Single „NINETY -TWO”, którym Paul Kalkbrenner zapowiedział album w lipcu, to utwór niczym utracone wspomnienie: 130 BPM, hipnotyczny groove, sampl wokalny zaczerpnięty ze zbiorowej świadomości rave’u. Jeszcze przed oficjalną premierą utwór stał się ulubieńcem fanów na festiwalach i w klubowych setach, podobnie jak drugi singiel, „QUE CE SOIT CLAIR”. Jest to współpraca ze Stromae, której korzenie sięgają daleko wstecz. Już w 2009 roku Kalkbrenner stworzył remiks singla Stromae „Te Quiero”.
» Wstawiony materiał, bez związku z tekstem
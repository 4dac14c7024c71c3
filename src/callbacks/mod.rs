//! Document consumers that report on finished runs.

pub mod run_table;

pub use run_table::{format_value, Elog, ElogPoster, RunTable, NOT_AVAILABLE};
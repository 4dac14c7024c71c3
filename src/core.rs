//! Loosely-typed values carried by plan instructions and run metadata.
//!
//! Instruction arguments (`set` targets, `configure` keyword arguments) and
//! the metadata of a start document hold a [`ParameterValue`]. Conversions
//! are lenient in the same way operators type values at a prompt: `"7"`
//! reads as an integer, `2.0` reads as an integer, and a missing optional
//! setting becomes [`ParameterValue::Null`].

use serde::{Deserialize, Serialize};
use std::fmt;

/// Value of an instruction argument or metadata entry.
#[derive(Clone, Debug, PartialEq, Serialize, Deserialize)]
pub enum ParameterValue {
    /// Flag
    Bool(bool),
    /// Integer
    Int(i64),
    /// Float
    Float(f64),
    /// Text, including device names
    String(String),
    /// List of values
    Array(Vec<ParameterValue>),
    /// Unset optional setting; renders as `None`
    Null,
}

impl fmt::Display for ParameterValue {
    fn fmt(&self, f: &mut fmt::Formatter<'_>) -> fmt::Result {
        match self {
            Self::Bool(v) => write!(f, "{v}"),
            Self::Int(v) => write!(f, "{v}"),
            Self::Float(v) => write!(f, "{v}"),
            Self::String(v) => f.write_str(v),
            Self::Null => f.write_str("None"),
            Self::Array(items) => {
                f.write_str("[")?;
                let mut sep = "";
                for item in items {
                    write!(f, "{sep}{item}")?;
                    sep = ", ";
                }
                f.write_str("]")
            }
        }
    }
}

impl ParameterValue {
    /// Numeric view; text is parsed.
    pub fn as_f64(&self) -> Option<f64> {
        match self {
            Self::Float(v) => Some(*v),
            Self::Int(v) => Some(*v as f64),
            Self::String(s) => s.trim().parse().ok(),
            _ => None,
        }
    }

    /// Integer view; whole floats and numeric text convert.
    pub fn as_i64(&self) -> Option<i64> {
        match self {
            Self::Int(v) => Some(*v),
            Self::Float(v) if v.fract() == 0.0 => Some(*v as i64),
            Self::String(s) => s.trim().parse().ok(),
            _ => None,
        }
    }

    /// Flag view; `"true"` and `"false"` convert.
    pub fn as_bool(&self) -> Option<bool> {
        match self {
            Self::Bool(v) => Some(*v),
            Self::String(s) => s.trim().parse().ok(),
            _ => None,
        }
    }
}

impl From<bool> for ParameterValue {
    fn from(value: bool) -> Self {
        ParameterValue::Bool(value)
    }
}

impl From<i64> for ParameterValue {
    fn from(value: i64) -> Self {
        ParameterValue::Int(value)
    }
}

impl From<u64> for ParameterValue {
    fn from(value: u64) -> Self {
        ParameterValue::Int(value as i64)
    }
}

impl From<u32> for ParameterValue {
    fn from(value: u32) -> Self {
        ParameterValue::Int(i64::from(value))
    }
}

impl From<usize> for ParameterValue {
    fn from(value: usize) -> Self {
        ParameterValue::Int(value as i64)
    }
}

impl From<f64> for ParameterValue {
    fn from(value: f64) -> Self {
        ParameterValue::Float(value)
    }
}

impl From<&str> for ParameterValue {
    fn from(value: &str) -> Self {
        ParameterValue::String(value.to_owned())
    }
}

impl From<String> for ParameterValue {
    fn from(value: String) -> Self {
        ParameterValue::String(value)
    }
}

impl From<Vec<f64>> for ParameterValue {
    fn from(value: Vec<f64>) -> Self {
        ParameterValue::Array(value.into_iter().map(ParameterValue::Float).collect())
    }
}

impl<T: Into<ParameterValue>> From<Option<T>> for ParameterValue {
    fn from(value: Option<T>) -> Self {
        value.map_or(Self::Null, Into::into)
    }
}

#[cfg(test)]
mod tests {
    use super::*;

    #[test]
    fn test_lenient_numbers() {
        assert_eq!(ParameterValue::Int(4).as_f64(), Some(4.0));
        assert_eq!(ParameterValue::Float(2.0).as_i64(), Some(2));
        assert_eq!(ParameterValue::Float(2.5).as_i64(), None);
        assert_eq!(ParameterValue::from(" 7").as_i64(), Some(7));
        assert_eq!(ParameterValue::Bool(true).as_f64(), None);
        assert_eq!(ParameterValue::from("false").as_bool(), Some(false));
    }

    #[test]
    fn test_missing_setting_is_null() {
        let none: Option<u64> = None;
        assert_eq!(ParameterValue::from(none), ParameterValue::Null);
        assert_eq!(ParameterValue::from(Some(10u64)), ParameterValue::Int(10));
    }

    #[test]
    fn test_display() {
        let value = ParameterValue::Array(vec!["x".into(), 2i64.into(), ParameterValue::Null]);
        assert_eq!(value.to_string(), "[x, 2, None]");
        assert_eq!(ParameterValue::from(vec![0.5]).to_string(), "[0.5]");
    }
}
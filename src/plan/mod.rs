//! Plans as instruction streams.
//!
//! - [`msg`]: the [`Msg`] instruction record
//! - [`stubs`]: builders for single instructions and small plans
//! - [`mutator`]: lazy rewriting of a plan, message by message
//! - [`preprocessors`]: DAQ wrappers built on the mutator
//! - [`validate`]: static checks and printable summaries

pub mod msg;
pub mod mutator;
pub mod preprocessors;
pub mod stubs;
pub mod validate;

pub use msg::{Command, DeviceRef, Msg, ParameterValue};
pub use mutator::{plan_mutator, MsgMutator, PlanMutator};
pub use preprocessors::{
    daq_during_wrapper, daq_step_scan_wrapper, DaqDuringConfig, DaqStepConfig, DaqStepMutator,
    StageWrapper,
};
pub use validate::{check_limits, check_open_close, summarize_plan, validate_plan};
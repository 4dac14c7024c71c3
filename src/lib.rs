//! Core library for beamline experiment plans.
//!
//! This library contains the document model, streaming document callbacks
//! (batch averaging, timestamp event building), the golden-section extremum
//! search, and the DAQ step-scan instruction preprocessor used when composing
//! data-acquisition plans.
//!
//! - [`experiment`]: run documents, the callback trait and the re-emitting dispatcher
//! - [`streams`]: `AverageStream` and the `EventRouter`
//! - [`search`]: golden-section search and device-driven optimization
//! - [`plan`]: plan instructions, stubs, the mutator and DAQ preprocessors
//! - [`callbacks`]: run-table formatting and electronic logbook posting
//! - [`device`]: capability traits for motors and detectors

pub mod callbacks;
pub mod config;
pub mod core;
pub mod device;
pub mod error;
pub mod experiment;
pub mod plan;
pub mod search;
pub mod streams;
pub mod tracing_init;

pub use error::{PlanError, PlanResult};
Teraz łączą siły jako równi sobie, starzy przyjaciele, którzy nigdy nie stracili ze sobą kontaktu. „QUE CE SOIT CLAIR” jest jednym z najbardziej bezpośrednich utworów na albumie: twarde bębny four to the floor, pulsujące syntezatory, połączone z intensywnym, mówionym wokalem Stromae. Tytuł tłumaczy się jako „Niech to będzie jasne” i dokładnie o tym jest mowa. O miłości, która nie zna granic. Żadnych narodów, żadnych początków, żadnych kategorii. Liczy się tylko więź między dwojgiem ludzi.
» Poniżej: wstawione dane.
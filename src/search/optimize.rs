//! Device-driven optimization.
//!
//! Moves a motor to the extremum of a detector signal using the golden-section
//! search. Every probe moves the motor, then averages a number of shots of the
//! signal through an [`AverageStream`] so the averaged data can be watched by
//! any subscriber of that stream.

use async_trait::async_trait;
use std::collections::HashMap;
use tracing::{debug, info, warn};

use super::golden::{GoldenSection, Objective, SearchInterval};
use crate::config::SearchConfig;
use crate::device::{Bounded, Movable, Readable, Reading};
use crate::error::{PlanError, PlanResult};
use crate::experiment::{DataKey, DataValue, DescriptorDoc, EventDoc, StartDoc, StopDoc};
use crate::streams::AverageStream;

/// Tuning for [`optimize`].
#[derive(Debug, Clone, PartialEq)]
pub struct OptimizeOptions {
    /// Width of the final interval
    pub tolerance: f64,
    /// Shots averaged at each probe
    pub average: usize,
    /// Search range; falls back to the motor soft limits
    pub limits: Option<(f64, f64)>,
    /// Optimization method; only "golden" exists
    pub method: String,
    /// Minimize or maximize
    pub objective: Objective,
}

impl Default for OptimizeOptions {
    fn default() -> Self {
        Self::from_config(&SearchConfig::default())
    }
}

impl OptimizeOptions {
    /// Options seeded from the `search` configuration section.
    pub fn from_config(config: &SearchConfig) -> Self {
        Self {
            tolerance: config.tolerance,
            average: config.average,
            limits: None,
            method: config.method.clone(),
            objective: Objective::Minimize,
        }
    }

    /// Search within `(low, high)`.
    pub fn with_limits(mut self, low: f64, high: f64) -> Self {
        self.limits = Some((low, high));
        self
    }

    /// Final interval width.
    pub fn with_tolerance(mut self, tolerance: f64) -> Self {
        self.tolerance = tolerance;
        self
    }

    /// Shots per probe.
    pub fn with_average(mut self, average: usize) -> Self {
        self.average = average;
        self
    }
}

/// Motor to optimize, with its soft limits when it has them.
#[derive(Clone, Copy)]
pub struct OptimizeTarget<'a> {
    motor: &'a dyn Movable,
    soft_limits: Option<&'a dyn Bounded>,
}

impl<'a> OptimizeTarget<'a> {
    /// Motor without soft limits; explicit limits are then required.
    pub fn unbounded(motor: &'a dyn Movable) -> Self {
        Self {
            motor,
            soft_limits: None,
        }
    }

    /// Motor whose soft limits serve as the default search range.
    pub fn bounded<M: Movable + Bounded>(motor: &'a M) -> Self {
        Self {
            motor,
            soft_limits: Some(motor),
        }
    }

    fn resolve_limits(&self, explicit: Option<(f64, f64)>) -> PlanResult<(f64, f64)> {
        if let Some(limits) = explicit {
            return Ok(limits);
        }
        match self.soft_limits.and_then(|bounded| bounded.limits()) {
            // (0, 0) is how unconfigured soft limits read back
            Some((low, high)) if low != 0.0 || high != 0.0 => {
                warn!(
                    motor = self.motor.name(),
                    "No limits provided. Using the motor soft limits ({}, {})",
                    low,
                    high
                );
                Ok((low, high))
            }
            _ => Err(PlanError::Bounds(
                "No limits provided or set on motor".to_string(),
            )),
        }
    }
}

/// Trigger and read `detectors` `num` times and return the averaged reading.
///
/// Opens a private run on `stream` if none is open. Repeated calls with the
/// same detectors share one descriptor. Shots left over from a failed call
/// are discarded, so a failed measurement can simply be retried. The returned
/// map holds only the fields that could be averaged.
pub async fn measure_average(
    detectors: &[&dyn Readable],
    num: usize,
    stream: &mut AverageStream,
) -> PlanResult<HashMap<String, DataValue>> {
    if !stream.is_running() {
        stream.open(&StartDoc::new("measure_average", "measure_average"))?;
    }
    stream.discard_partial();
    let num = num.max(1);
    stream.set_cache_size(num);

    let outcome = average_shots(detectors, num, stream).await;
    if outcome.is_err() {
        stream.discard_partial();
    }
    outcome
}

async fn average_shots(
    detectors: &[&dyn Readable],
    num: usize,
    stream: &mut AverageStream,
) -> PlanResult<HashMap<String, DataValue>> {
    let run_uid = stream.run_uid().unwrap_or_default().to_string();

    let mut data_keys = HashMap::new();
    for detector in detectors {
        let keys: HashMap<String, DataKey> = detector.describe().await?;
        data_keys.extend(keys);
    }
    let known = stream.declared("primary", &data_keys).map(|d| d.uid.clone());
    let descriptor_uid = match known {
        Some(uid) => uid,
        None => {
            let mut descriptor = DescriptorDoc::new(&run_uid, "primary");
            descriptor.data_keys = data_keys;
            stream.declare(&descriptor)?;
            descriptor.uid
        }
    };

    for shot in 0..num {
        for detector in detectors {
            detector.trigger().await?;
        }
        let mut event = EventDoc::new(&run_uid, &descriptor_uid, shot as u32 + 1);
        for detector in detectors {
            let readings: HashMap<String, Reading> = detector.read().await?;
            for (field, reading) in readings {
                event
                    .timestamps
                    .insert(field.clone(), (reading.timestamp * 1e9) as u64);
                event.data.insert(field, reading.value);
            }
        }
        stream.push(&event)?;
    }

    stream
        .last_event()
        .cloned()
        .ok_or_else(|| PlanError::Consistency("no averaged reading was produced".to_string()))
}

/// Find the extremum of `signal` along the target motor and move there.
///
/// Returns the final bracketing interval; the motor ends at its midpoint.
pub async fn optimize(
    signal: &dyn Readable,
    target: OptimizeTarget<'_>,
    options: &OptimizeOptions,
) -> PlanResult<SearchInterval> {
    let mut stream = AverageStream::new(Some(options.average));
    optimize_with_stream(signal, target, options, &mut stream).await
}

/// [`optimize`], averaging through a caller-owned stream.
///
/// Subscribers of `stream` see one derived event per probe.
pub async fn optimize_with_stream(
    signal: &dyn Readable,
    target: OptimizeTarget<'_>,
    options: &OptimizeOptions,
    stream: &mut AverageStream,
) -> PlanResult<SearchInterval> {
    let (low, high) = target.resolve_limits(options.limits)?;
    if options.method != "golden" {
        return Err(PlanError::UnknownMethod(options.method.clone()));
    }

    let start = StartDoc::new("optimize", "optimize")
        .with_arg("signal", signal.name())
        .with_arg("motor", target.motor.name())
        .with_arg("tolerance", &options.tolerance.to_string())
        .with_arg("average", &options.average.to_string())
        .with_arg("limits", &format!("({}, {})", low, high))
        .with_arg("method", &options.method)
        .with_arg(
            "maximize",
            &(options.objective == Objective::Maximize).to_string(),
        )
        .with_hint(target.motor.name());
    stream.open(&start)?;
    info!(
        signal = signal.name(),
        motor = target.motor.name(),
        "optimization started"
    );

    let outcome = run_golden(signal, target.motor, low, high, options, stream).await;
    let stop = match &outcome {
        Ok(_) => StopDoc::success(&start.uid),
        Err(e) => StopDoc::fail(&start.uid, &e.to_string()),
    };
    stream.close(&stop)?;
    outcome
}

async fn run_golden(
    signal: &dyn Readable,
    motor: &dyn Movable,
    low: f64,
    high: f64,
    options: &OptimizeOptions,
    stream: &mut AverageStream,
) -> PlanResult<SearchInterval> {
    let field = signal.name().to_string();
    let mut search = GoldenSection::new(low, high, options.tolerance, options.objective)?;

    while let Some(position) = search.next_probe() {
        motor.move_abs(position).await?;
        let averaged = measure_average(&[signal], options.average, stream).await?;
        let value = averaged
            .get(&field)
            .and_then(DataValue::as_f64)
            .ok_or_else(|| {
                PlanError::Consistency(format!("averaged reading has no numeric {:?}", field))
            })?;
        debug!("Found a value of {} at {}", value, position);
        search.report(value);
    }

    let interval = search
        .result()
        .ok_or_else(|| PlanError::Bounds("search ended without a result".to_string()))?;
    debug!("Moving motor to center of discovered range ...");
    motor.move_abs(interval.midpoint()).await?;
    Ok(interval)
}

/// Minimize `signal` along the target motor.
pub async fn minimize(
    signal: &dyn Readable,
    target: OptimizeTarget<'_>,
    options: &OptimizeOptions,
) -> PlanResult<SearchInterval> {
    let options = OptimizeOptions {
        objective: Objective::Minimize,
        ..options.clone()
    };
    optimize(signal, target, &options).await
}

/// Maximize `signal` along the target motor.
pub async fn maximize(
    signal: &dyn Readable,
    target: OptimizeTarget<'_>,
    options: &OptimizeOptions,
) -> PlanResult<SearchInterval> {
    let options = OptimizeOptions {
        objective: Objective::Maximize,
        ..options.clone()
    };
    optimize(signal, target, &options).await
}

/// Move the motor until `signal` reads `value`.
///
/// Minimizes the absolute error `|signal - value|`.
pub async fn walk_to_target(
    signal: &dyn Readable,
    target: OptimizeTarget<'_>,
    value: f64,
    options: &OptimizeOptions,
) -> PlanResult<SearchInterval> {
    let error = ErrorSignal::new(signal, value);
    minimize(&error, target, options).await
}

/// Absolute error of another detector's reading from a target value.
pub struct ErrorSignal<'a> {
    inner: &'a dyn Readable,
    target: f64,
    name: String,
}

impl<'a> ErrorSignal<'a> {
    /// Error of `inner` from `target`, named `<inner>_error`.
    pub fn new(inner: &'a dyn Readable, target: f64) -> Self {
        Self {
            inner,
            target,
            name: format!("{}_error", inner.name()),
        }
    }
}

#[async_trait]
impl Readable for ErrorSignal<'_> {
    fn name(&self) -> &str {
        &self.name
    }

    async fn trigger(&self) -> anyhow::Result<()> {
        self.inner.trigger().await
    }

    async fn read(&self) -> anyhow::Result<HashMap<String, Reading>> {
        let readings = self.inner.read().await?;
        let reading = readings
            .get(self.inner.name())
            .ok_or_else(|| anyhow::anyhow!("{} returned no reading", self.inner.name()))?;
        let value = reading
            .value
            .as_f64()
            .ok_or_else(|| anyhow::anyhow!("{} is not numeric", self.inner.name()))?;
        Ok(HashMap::from([(
            self.name.clone(),
            Reading::new((value - self.target).abs(), reading.timestamp),
        )]))
    }

    async fn describe(&self) -> anyhow::Result<HashMap<String, DataKey>> {
        Ok(HashMap::from([(
            self.name.clone(),
            DataKey::scalar(self.inner.name(), ""),
        )]))
    }
}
Muzycznie THE ESSENCE jest równie różnorodne, co spójne pod względem atmosfery. „DREAMING ON”, na przykład, niesie ze sobą vibe lat 80., napędzany pulsującą linią basu i stoickim loopem, który zachęca do dalszego marzenia, bez względu na to, co nadejdzie.
„DER SCHLÖRHEINZ” z kolei przebija się przez głośniki nieokiełznaną energią, surowy, bezpośredni, niemal wyzywający.
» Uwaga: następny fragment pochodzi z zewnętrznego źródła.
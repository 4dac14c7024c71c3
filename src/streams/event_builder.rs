//! Timestamp event builder.
//!
//! Combines values arriving independently from several producers into
//! bundles. *Timed* fields must all arrive at one timestamp bin before a
//! bundle is built. *Slow* fields keep their latest value, which is copied into
//! every bundle until it is replaced.
//!
//! # Example
//!
//! ```
//! use daq_plans::streams::EventRouter;
//!
//! let (router, mut rx) = EventRouter::channel(["ipm", "wave"], ["temp"]);
//! router.save_value("temp", 295.0.into(), 0.5);
//! router.save_value("ipm", 1.0.into(), 1.0);
//! router.save_value("wave", 2.0.into(), 1.0);
//!
//! let event = rx.try_recv().unwrap();
//! assert_eq!(event.data.len(), 3);
//! ```

use parking_lot::Mutex;
use std::collections::{BTreeMap, HashMap, HashSet};
use tokio::sync::mpsc;
use tracing::{debug, trace, warn};

use crate::config::EventBuilderConfig;
use crate::experiment::DataValue;

/// One assembled bundle.
#[derive(Debug, Clone, PartialEq)]
pub struct BuiltEvent {
    /// Field values, slow and timed
    pub data: HashMap<String, DataValue>,
    /// Source timestamp of every field, in seconds
    pub timestamps: HashMap<String, f64>,
    /// Time of the bin this bundle was built for, in seconds
    pub time: f64,
}

/// Receiver of built events.
///
/// Called with the router lock held; a sink must not call back into the
/// router that feeds it.
pub trait EventSink: Send + Sync {
    /// Handle one built event.
    fn emit(&self, event: BuiltEvent);
}

impl<F> EventSink for F
where
    F: Fn(BuiltEvent) + Send + Sync,
{
    fn emit(&self, event: BuiltEvent) {
        self(event)
    }
}

impl EventSink for mpsc::UnboundedSender<BuiltEvent> {
    fn emit(&self, event: BuiltEvent) {
        if self.send(event).is_err() {
            trace!("built event dropped, receiver closed");
        }
    }
}

/// Maps timestamps to bin keys.
#[derive(Debug, Clone, Copy, PartialEq)]
pub struct TimestampBinning {
    /// Bins per second
    pub rate_hz: f64,
}

impl Default for TimestampBinning {
    /// Nanosecond bins.
    fn default() -> Self {
        Self { rate_hz: 1e9 }
    }
}

impl TimestampBinning {
    /// Bins at `rate_hz`, e.g. the beam rate.
    pub fn new(rate_hz: f64) -> Self {
        Self { rate_hz }
    }

    /// Index of the nearest bin.
    ///
    /// `None` when the timestamp is not finite or its bin index does not fit
    /// in an `i64`.
    pub fn key(&self, timestamp: f64) -> Option<i64> {
        let scaled = (timestamp * self.rate_hz).round();
        // i64::MAX as f64 rounds up to 2^63, which is itself out of range
        if scaled.is_finite() && scaled >= i64::MIN as f64 && scaled < i64::MAX as f64 {
            Some(scaled as i64)
        } else {
            None
        }
    }

    /// Time at the centre of bin `key`.
    pub fn bin_time(&self, key: i64) -> f64 {
        key as f64 / self.rate_hz
    }
}

type Bucket = HashMap<String, (DataValue, f64)>;

#[derive(Debug, Default)]
struct RouterState {
    buckets: BTreeMap<i64, Bucket>,
    slow_values: HashMap<String, (DataValue, f64)>,
}

/// Builds bundles from values saved by concurrent producers.
///
/// Share it between producer threads with `Arc`.
pub struct EventRouter {
    timed_names: HashSet<String>,
    slow_names: HashSet<String>,
    auto_clear: bool,
    binning: TimestampBinning,
    sink: Box<dyn EventSink>,
    state: Mutex<RouterState>,
}

impl std::fmt::Debug for EventRouter {
    fn fmt(&self, f: &mut std::fmt::Formatter<'_>) -> std::fmt::Result {
        f.debug_struct("EventRouter")
            .field("timed_names", &self.timed_names)
            .field("slow_names", &self.slow_names)
            .field("auto_clear", &self.auto_clear)
            .field("binning", &self.binning)
            .finish()
    }
}

impl EventRouter {
    /// Router emitting into `sink`, clearing automatically at nanosecond binning.
    pub fn new<T, S>(timed_names: T, slow_names: S, sink: impl EventSink + 'static) -> Self
    where
        T: IntoIterator,
        T::Item: Into<String>,
        S: IntoIterator,
        S::Item: Into<String>,
    {
        Self {
            timed_names: timed_names.into_iter().map(Into::into).collect(),
            slow_names: slow_names.into_iter().map(Into::into).collect(),
            auto_clear: true,
            binning: TimestampBinning::default(),
            sink: Box::new(sink),
            state: Mutex::new(RouterState::default()),
        }
    }

    /// Router paired with a channel receiving every built event.
    pub fn channel<T, S>(
        timed_names: T,
        slow_names: S,
    ) -> (Self, mpsc::UnboundedReceiver<BuiltEvent>)
    where
        T: IntoIterator,
        T::Item: Into<String>,
        S: IntoIterator,
        S::Item: Into<String>,
    {
        let (tx, rx) = mpsc::unbounded_channel();
        (Self::new(timed_names, slow_names, tx), rx)
    }

    /// Keep or discard buckets after emission.
    pub fn with_auto_clear(mut self, auto_clear: bool) -> Self {
        self.auto_clear = auto_clear;
        self
    }

    /// Use a different bin width.
    pub fn with_binning(mut self, binning: TimestampBinning) -> Self {
        self.binning = binning;
        self
    }

    /// Apply the configured binning and clearing policy.
    pub fn with_config(self, config: &EventBuilderConfig) -> Self {
        let binning = config
            .bin_rate_hz
            .map(TimestampBinning::new)
            .unwrap_or_default();
        self.with_auto_clear(config.auto_clear).with_binning(binning)
    }

    /// Submit a value; emits a bundle if this completes one.
    ///
    /// Names that are neither timed nor slow are ignored, as are values whose
    /// timestamp has no bin.
    pub fn save_value(&self, name: &str, value: DataValue, timestamp: f64) {
        let Some(key) = self.binning.key(timestamp) else {
            warn!(
                name,
                timestamp,
                rate_hz = self.binning.rate_hz,
                "timestamp out of range for binning, value dropped"
            );
            return;
        };
        let mut state = self.state.lock();

        if self.slow_names.contains(name) {
            state.slow_values.insert(name.to_string(), (value, timestamp));
        } else if self.timed_names.contains(name) {
            state
                .buckets
                .entry(key)
                .or_default()
                .insert(name.to_string(), (value, timestamp));
        } else {
            trace!(name, "value for unrouted field ignored");
            return;
        }

        if !self.is_ready(&state, key) {
            return;
        }

        let event = self.build(&state, key);
        debug!(key, fields = event.data.len(), "event built");
        self.sink.emit(event);

        if self.auto_clear {
            Self::clear_locked(&mut state, key, true);
        }
    }

    /// Whether the bundle for `timestamp` is complete.
    pub fn event_ready(&self, timestamp: f64) -> bool {
        let Some(key) = self.binning.key(timestamp) else {
            return false;
        };
        self.is_ready(&self.state.lock(), key)
    }

    /// Remove the bucket for `timestamp`; with `prev`, also every older one.
    pub fn clear(&self, timestamp: f64, prev: bool) {
        if let Some(key) = self.binning.key(timestamp) {
            Self::clear_locked(&mut self.state.lock(), key, prev);
        }
    }

    /// Number of buckets still waiting for fields.
    pub fn pending_buckets(&self) -> usize {
        self.state.lock().buckets.len()
    }

    fn is_ready(&self, state: &RouterState, key: i64) -> bool {
        if state.slow_values.len() < self.slow_names.len() {
            return false;
        }
        match state.buckets.get(&key) {
            Some(bucket) => self.timed_names.iter().all(|name| bucket.contains_key(name)),
            None => false,
        }
    }

    fn build(&self, state: &RouterState, key: i64) -> BuiltEvent {
        let mut data = HashMap::new();
        let mut timestamps = HashMap::new();
        let timed = state.buckets.get(&key).into_iter().flatten();
        for (name, (value, ts)) in state.slow_values.iter().chain(timed) {
            data.insert(name.clone(), value.clone());
            timestamps.insert(name.clone(), *ts);
        }
        BuiltEvent {
            data,
            timestamps,
            time: self.binning.bin_time(key),
        }
    }

    fn clear_locked(state: &mut RouterState, key: i64, prev: bool) {
        if prev {
            // Older buckets can no longer complete once a newer one has
            state.buckets = match key.checked_add(1) {
                Some(next) => state.buckets.split_off(&next),
                None => BTreeMap::new(),
            };
        } else {
            state.buckets.remove(&key);
        }
    }
}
„CRONITIS BOY” pulsuje cudownie ciepłymi, bogatymi beatami i subtelnymi dźwiękami smyczków, które przebijają się niczym promienie słońca przez zachmurzone niebo. Każda piosenka na THE ESSENCE ujawnia inną fasadę, nie tracąc wątku: dążenia do klarowności, głębi i dźwięku, który jest kompletny sam w sobie.
Tytuł THE ESSENCE (Esencja) może sugerować redukcję, ale oznacza coś innego. „Chodzi o to, co jest istotne” – mówi Kalkbrenner. „To jest album, za którym mogę w pełni stać. Uważam go za mój najlepszy. Na innych albumach może jest więcej znanych hitów, ale zawsze też dwa lub trzy utwory wypełniające. Ten nie ma żadnych wypełniaczy. Nawet momentu wypełniającego”.
Paul Kalkbrenner zrobił karierę jak mało kto. Talent techno, który przez dwie dekady wspiął się z undergroundu na szczyty list przebojów, zagrał w kultowym filmie, urzekł miliony fanów, a wszystko to bez kompromisów wobec swojego unikalnego brzmienia.
Urodzony w 1977 roku, dorastał podczas pierwszej fali rave’u w latach 90., wcześnie zaczął produkować muzykę i wolał grać na żywo niż DJ-ować. Kiedy ukazał się Berlin Calling i singiel Sky & Sand, stał się ikoną. Artysta między klubem, ekranem kinowym a główną sceną, nigdy nie ulegający trendom. Osiem albumów, wyprzedane trasy po arenach, miejsca jako headliner na Tomorrowland, a także zaproszenie przez rząd Niemiec do występu przed 400 000 osób z okazji rocznicy Muru Berlińskiego. A teraz, z The Essence, album, który godzi przeszłość i teraźniejszość, nie popadając w nostalgię.